I don’t think that the term novel really suits Central Station and I don’t think that it shoud be marketed as one. For me, this a collection of short stories set in the same world, each chapters being a different story. They’re all linked with each others but, for the most part, they can stand on their own.
Central Station is a fascinating mosaic, each tile representing a life. Of course, on their own, they can interesting but when they’re put together, they form a beautiful picture.
In this collection, Tidhar managed to create an extremely vivid world, very easily picturable and realistic. You can almost smell everything, the street, the meals and the people.
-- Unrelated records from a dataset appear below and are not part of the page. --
//! Interactive terminal dashboard.

pub mod app;
pub mod ui;
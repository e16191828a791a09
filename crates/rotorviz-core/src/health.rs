//! System health classification for the running configuration.
//!
//! Two independent hazards are checked in priority order: vibration
//! amplitude (converted to mils through a fixed plant scale) and critical
//! speeds sitting inside the resonance exclusion zones. Trip beats
//! resonance beats alert.

use serde::Serialize;

use crate::model::{ModeShape, SimulationData};
use crate::response::SpeedBand;
use crate::sampler;

/// Plant scale: peak normalized displacement of 1.0 at full amplitude is
/// read as 5 mils.
pub const MILS_SCALE: f64 = 5.0;
pub const TRIP_MILS: f64 = 8.0;
pub const ALERT_MILS: f64 = 5.0;

#[derive(Debug, Clone, Copy, PartialEq, Eq, Serialize)]
#[serde(rename_all = "lowercase")]
pub enum HealthStatus {
    Safe,
    Warning,
    Danger,
}

impl HealthStatus {
    pub fn as_str(self) -> &'static str {
        match self {
            Self::Safe => "SAFE",
            Self::Warning => "WARNING",
            Self::Danger => "DANGER",
        }
    }

    /// Process exit code used by the one-shot health command.
    pub fn exit_code(self) -> i32 {
        match self {
            Self::Safe => 0,
            Self::Warning => 1,
            Self::Danger => 2,
        }
    }
}

#[derive(Debug, Clone, Serialize)]
pub struct HealthReport {
    pub status: HealthStatus,
    pub message: String,
    pub estimated_mils: f64,
    /// First critical speed found inside an exclusion zone, if any.
    pub resonant_rpm: Option<f64>,
    /// How many modes sit inside an exclusion zone.
    pub conflicts: usize,
}

/// Estimated vibration at the active mode's worst point, in mils. Damping
/// here applies at full strength (unlike the render modifier, which keeps
/// 20% residual motion so heavily damped modes still animate).
pub fn estimated_mils(mode: &ModeShape, amplitude_scale: f64, damping: f64) -> f64 {
    sampler::max_abs(mode) * amplitude_scale * MILS_SCALE * (1.0 - damping)
}

/// Classify the current configuration.
pub fn evaluate(
    data: &SimulationData,
    active_mode: usize,
    amplitude_scale: f64,
    damping: f64,
    operating_rpm: f64,
) -> HealthReport {
    let primary = SpeedBand::around(operating_rpm);
    let harmonic = SpeedBand::around(operating_rpm * 2.0);
    let conflicts: Vec<&ModeShape> = data
        .modes
        .iter()
        .filter(|m| primary.contains(m.rpm) || harmonic.contains(m.rpm))
        .collect();

    let mils = data
        .modes
        .get(active_mode)
        .map(|m| estimated_mils(m, amplitude_scale, damping))
        .unwrap_or(0.0);

    let (status, message, resonant_rpm) = if mils > TRIP_MILS {
        (
            HealthStatus::Danger,
            "HIGH VIBRATION TRIP (>8 MILS)".to_string(),
            None,
        )
    } else if let Some(first) = conflicts.first() {
        (
            HealthStatus::Danger,
            format!("CRITICAL RESONANCE ({:.0} RPM)", first.rpm),
            Some(first.rpm),
        )
    } else if mils > ALERT_MILS {
        (
            HealthStatus::Warning,
            "VIBRATION ALERT (>5 MILS)".to_string(),
            None,
        )
    } else {
        (HealthStatus::Safe, "SYSTEM TUNED".to_string(), None)
    };

    HealthReport {
        status,
        message,
        estimated_mils: mils,
        resonant_rpm,
        conflicts: conflicts.len(),
    }
}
At first, it can be a little overwhelming, I could feel how Tidhar invested himself into Central Station and how much he wanted us, readers, to see his world the way he did. The first stories of this collection especailly are full of descriptions of pretty much everything, we were told how they looked, how they felt, how they smelled and sometimes how they tasted. At first, it can be a tad too much but once you get used to it, it’s actually very interesting.
As I said before, Central Station is more a collection of short stories than a novel and most of the stories/chapters were previously published in SF magazines (mostly in Clarkesworld, Analog and Interzone). I believe that only two stories were original to this collection.
All of the stories are pretty short and I sometimes wished they were longer. I read a fair number of short fiction recently and I don’t usually struggle with their lenght however, most of the stories in Central Station left me a bit frustrated at the end. Indeed, They were full of great ideas but sometimes they felt underdevelopped. Some of them could have been novellas or even full novels. Yes, most of the stories were interlinked to form a « kind-of » novel but, it wasn’t enough for me…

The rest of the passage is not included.